*Problem to work on:* Look through the records that follow. Copy every line containing the word "Option".

........

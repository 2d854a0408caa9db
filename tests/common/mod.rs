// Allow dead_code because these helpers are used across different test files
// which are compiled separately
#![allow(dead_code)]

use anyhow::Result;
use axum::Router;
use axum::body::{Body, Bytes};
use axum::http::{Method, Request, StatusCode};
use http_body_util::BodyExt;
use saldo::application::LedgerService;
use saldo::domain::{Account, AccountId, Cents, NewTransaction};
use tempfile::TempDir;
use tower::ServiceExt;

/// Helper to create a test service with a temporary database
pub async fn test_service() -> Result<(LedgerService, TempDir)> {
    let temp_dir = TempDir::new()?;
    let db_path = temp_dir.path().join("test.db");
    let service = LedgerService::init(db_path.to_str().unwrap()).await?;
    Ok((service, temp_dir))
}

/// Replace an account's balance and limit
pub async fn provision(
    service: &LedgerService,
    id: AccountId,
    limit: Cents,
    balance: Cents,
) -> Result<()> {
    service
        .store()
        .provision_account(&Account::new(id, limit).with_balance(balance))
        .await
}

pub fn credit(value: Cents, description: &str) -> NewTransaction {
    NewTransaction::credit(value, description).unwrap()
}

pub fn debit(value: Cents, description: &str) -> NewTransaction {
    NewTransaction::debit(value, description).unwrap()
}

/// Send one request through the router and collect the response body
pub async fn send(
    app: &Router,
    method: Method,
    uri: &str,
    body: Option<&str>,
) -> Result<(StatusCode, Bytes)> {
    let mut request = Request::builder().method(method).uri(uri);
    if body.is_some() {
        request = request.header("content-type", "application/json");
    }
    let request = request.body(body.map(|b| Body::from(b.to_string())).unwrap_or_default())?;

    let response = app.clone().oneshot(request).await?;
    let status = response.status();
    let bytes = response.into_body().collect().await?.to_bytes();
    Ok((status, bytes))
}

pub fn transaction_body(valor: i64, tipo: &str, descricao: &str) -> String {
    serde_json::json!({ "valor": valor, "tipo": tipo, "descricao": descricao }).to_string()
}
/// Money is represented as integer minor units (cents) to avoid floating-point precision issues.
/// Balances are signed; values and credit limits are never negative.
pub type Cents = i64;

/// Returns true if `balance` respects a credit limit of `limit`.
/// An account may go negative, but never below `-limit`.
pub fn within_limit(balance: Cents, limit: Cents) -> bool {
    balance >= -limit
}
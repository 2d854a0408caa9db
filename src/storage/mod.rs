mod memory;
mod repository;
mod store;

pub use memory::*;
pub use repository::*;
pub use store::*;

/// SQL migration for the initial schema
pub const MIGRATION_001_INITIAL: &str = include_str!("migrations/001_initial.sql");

........

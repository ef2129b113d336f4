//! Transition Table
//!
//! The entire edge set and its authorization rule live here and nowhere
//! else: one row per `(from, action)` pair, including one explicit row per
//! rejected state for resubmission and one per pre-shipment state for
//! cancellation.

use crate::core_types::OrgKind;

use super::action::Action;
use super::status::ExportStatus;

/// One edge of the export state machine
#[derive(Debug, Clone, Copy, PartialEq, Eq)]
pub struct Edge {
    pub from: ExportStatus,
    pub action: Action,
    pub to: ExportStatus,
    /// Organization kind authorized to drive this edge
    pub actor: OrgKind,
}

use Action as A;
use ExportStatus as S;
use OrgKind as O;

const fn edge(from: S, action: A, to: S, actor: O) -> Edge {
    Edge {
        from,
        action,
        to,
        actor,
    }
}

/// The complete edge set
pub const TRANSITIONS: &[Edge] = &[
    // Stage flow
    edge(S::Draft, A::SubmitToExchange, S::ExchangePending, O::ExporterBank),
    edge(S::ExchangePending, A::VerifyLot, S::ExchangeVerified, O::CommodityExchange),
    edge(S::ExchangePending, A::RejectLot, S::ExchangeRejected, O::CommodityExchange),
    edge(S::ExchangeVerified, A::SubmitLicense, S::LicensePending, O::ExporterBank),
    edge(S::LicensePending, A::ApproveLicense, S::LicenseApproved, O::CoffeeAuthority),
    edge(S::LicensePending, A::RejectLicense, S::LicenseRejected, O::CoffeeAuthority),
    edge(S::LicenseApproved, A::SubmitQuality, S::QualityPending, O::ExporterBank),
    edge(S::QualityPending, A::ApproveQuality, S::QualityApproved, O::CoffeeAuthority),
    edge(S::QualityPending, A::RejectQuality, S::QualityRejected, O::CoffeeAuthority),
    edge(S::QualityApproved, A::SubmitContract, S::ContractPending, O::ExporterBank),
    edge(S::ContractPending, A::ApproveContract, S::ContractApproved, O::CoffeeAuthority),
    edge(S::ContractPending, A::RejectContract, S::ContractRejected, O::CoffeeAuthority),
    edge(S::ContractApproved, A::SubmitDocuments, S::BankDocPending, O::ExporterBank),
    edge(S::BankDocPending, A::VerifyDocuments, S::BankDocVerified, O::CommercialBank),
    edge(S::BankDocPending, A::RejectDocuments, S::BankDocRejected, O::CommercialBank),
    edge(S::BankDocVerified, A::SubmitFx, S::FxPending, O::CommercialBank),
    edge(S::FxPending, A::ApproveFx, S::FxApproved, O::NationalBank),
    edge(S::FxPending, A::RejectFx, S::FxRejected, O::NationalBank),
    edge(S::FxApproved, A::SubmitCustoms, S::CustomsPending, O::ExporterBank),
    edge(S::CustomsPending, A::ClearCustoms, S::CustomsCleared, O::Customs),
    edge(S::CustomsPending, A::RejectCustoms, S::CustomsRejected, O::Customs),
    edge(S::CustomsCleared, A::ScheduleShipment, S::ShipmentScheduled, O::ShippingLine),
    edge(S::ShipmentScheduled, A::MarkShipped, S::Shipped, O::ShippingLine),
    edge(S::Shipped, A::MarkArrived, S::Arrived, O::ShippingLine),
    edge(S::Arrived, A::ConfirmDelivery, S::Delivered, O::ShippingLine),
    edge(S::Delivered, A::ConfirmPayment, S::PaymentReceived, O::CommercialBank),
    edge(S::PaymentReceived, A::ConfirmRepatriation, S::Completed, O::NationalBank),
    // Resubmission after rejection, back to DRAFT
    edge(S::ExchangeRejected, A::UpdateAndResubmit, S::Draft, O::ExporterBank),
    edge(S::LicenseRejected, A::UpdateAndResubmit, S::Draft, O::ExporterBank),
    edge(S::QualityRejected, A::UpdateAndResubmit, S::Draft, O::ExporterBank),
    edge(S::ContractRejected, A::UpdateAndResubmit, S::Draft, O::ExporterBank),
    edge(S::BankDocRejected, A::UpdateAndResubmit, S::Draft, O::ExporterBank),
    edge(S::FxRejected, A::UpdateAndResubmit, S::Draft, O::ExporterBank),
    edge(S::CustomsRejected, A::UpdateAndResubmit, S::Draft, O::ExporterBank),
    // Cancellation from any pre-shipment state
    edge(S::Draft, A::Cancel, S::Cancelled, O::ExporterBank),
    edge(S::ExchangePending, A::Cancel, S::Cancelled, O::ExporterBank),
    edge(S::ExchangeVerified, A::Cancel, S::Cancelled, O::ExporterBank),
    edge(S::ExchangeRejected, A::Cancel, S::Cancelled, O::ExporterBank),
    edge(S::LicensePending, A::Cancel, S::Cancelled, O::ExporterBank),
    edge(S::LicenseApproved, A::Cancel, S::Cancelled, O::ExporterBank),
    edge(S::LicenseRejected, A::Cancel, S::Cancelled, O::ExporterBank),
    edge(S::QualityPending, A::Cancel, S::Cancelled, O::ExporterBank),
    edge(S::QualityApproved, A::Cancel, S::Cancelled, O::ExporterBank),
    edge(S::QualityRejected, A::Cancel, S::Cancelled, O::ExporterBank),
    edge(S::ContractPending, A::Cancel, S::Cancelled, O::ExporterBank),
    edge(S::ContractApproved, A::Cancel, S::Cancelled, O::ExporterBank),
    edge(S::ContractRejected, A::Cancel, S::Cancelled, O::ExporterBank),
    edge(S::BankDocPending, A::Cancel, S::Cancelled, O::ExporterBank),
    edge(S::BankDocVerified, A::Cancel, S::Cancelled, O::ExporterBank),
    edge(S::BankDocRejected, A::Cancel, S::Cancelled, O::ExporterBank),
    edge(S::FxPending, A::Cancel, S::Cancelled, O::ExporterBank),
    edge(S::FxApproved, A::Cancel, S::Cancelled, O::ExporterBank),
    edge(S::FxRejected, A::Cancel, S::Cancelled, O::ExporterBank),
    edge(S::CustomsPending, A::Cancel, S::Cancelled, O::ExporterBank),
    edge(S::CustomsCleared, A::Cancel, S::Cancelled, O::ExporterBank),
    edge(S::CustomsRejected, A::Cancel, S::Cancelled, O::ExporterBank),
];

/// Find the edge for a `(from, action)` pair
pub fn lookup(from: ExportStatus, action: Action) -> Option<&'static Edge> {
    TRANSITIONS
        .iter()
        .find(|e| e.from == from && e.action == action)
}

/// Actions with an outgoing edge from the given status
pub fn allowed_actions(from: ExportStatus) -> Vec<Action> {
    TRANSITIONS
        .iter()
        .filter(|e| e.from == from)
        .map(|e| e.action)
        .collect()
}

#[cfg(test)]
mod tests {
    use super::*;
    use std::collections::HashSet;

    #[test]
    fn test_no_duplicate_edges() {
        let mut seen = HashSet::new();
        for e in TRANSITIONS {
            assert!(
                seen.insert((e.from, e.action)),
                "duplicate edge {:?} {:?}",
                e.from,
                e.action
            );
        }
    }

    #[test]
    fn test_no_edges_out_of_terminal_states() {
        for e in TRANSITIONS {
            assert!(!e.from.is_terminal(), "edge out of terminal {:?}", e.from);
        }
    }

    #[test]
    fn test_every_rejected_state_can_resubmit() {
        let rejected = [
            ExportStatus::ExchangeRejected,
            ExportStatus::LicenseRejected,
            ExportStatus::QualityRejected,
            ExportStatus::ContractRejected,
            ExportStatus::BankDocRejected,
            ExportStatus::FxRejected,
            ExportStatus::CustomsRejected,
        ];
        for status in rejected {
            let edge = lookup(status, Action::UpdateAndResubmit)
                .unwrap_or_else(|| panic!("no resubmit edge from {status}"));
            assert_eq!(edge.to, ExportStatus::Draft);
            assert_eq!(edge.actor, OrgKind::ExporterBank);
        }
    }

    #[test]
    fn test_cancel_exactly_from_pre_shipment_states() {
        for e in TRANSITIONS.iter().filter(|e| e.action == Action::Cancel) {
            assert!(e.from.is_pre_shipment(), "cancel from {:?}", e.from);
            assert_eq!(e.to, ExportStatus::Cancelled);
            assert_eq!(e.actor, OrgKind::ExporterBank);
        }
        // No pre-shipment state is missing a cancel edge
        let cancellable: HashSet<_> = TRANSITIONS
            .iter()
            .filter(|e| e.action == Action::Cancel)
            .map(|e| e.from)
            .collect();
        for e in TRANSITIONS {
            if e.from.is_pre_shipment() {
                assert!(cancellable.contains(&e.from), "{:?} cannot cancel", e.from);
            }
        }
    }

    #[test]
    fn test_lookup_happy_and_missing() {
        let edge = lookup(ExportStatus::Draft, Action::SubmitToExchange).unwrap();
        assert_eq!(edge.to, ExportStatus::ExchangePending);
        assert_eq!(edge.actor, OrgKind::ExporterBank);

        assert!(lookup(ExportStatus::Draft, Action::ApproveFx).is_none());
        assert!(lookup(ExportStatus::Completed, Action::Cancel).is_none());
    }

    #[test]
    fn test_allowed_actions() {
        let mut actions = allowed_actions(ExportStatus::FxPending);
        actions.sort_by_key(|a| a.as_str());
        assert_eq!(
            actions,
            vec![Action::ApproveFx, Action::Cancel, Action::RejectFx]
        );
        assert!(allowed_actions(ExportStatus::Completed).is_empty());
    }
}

........

*Expected output:*
    body: Option<&str>,
pub fn lookup(from: ExportStatus, action: Action) -> Option<&'static Edge> {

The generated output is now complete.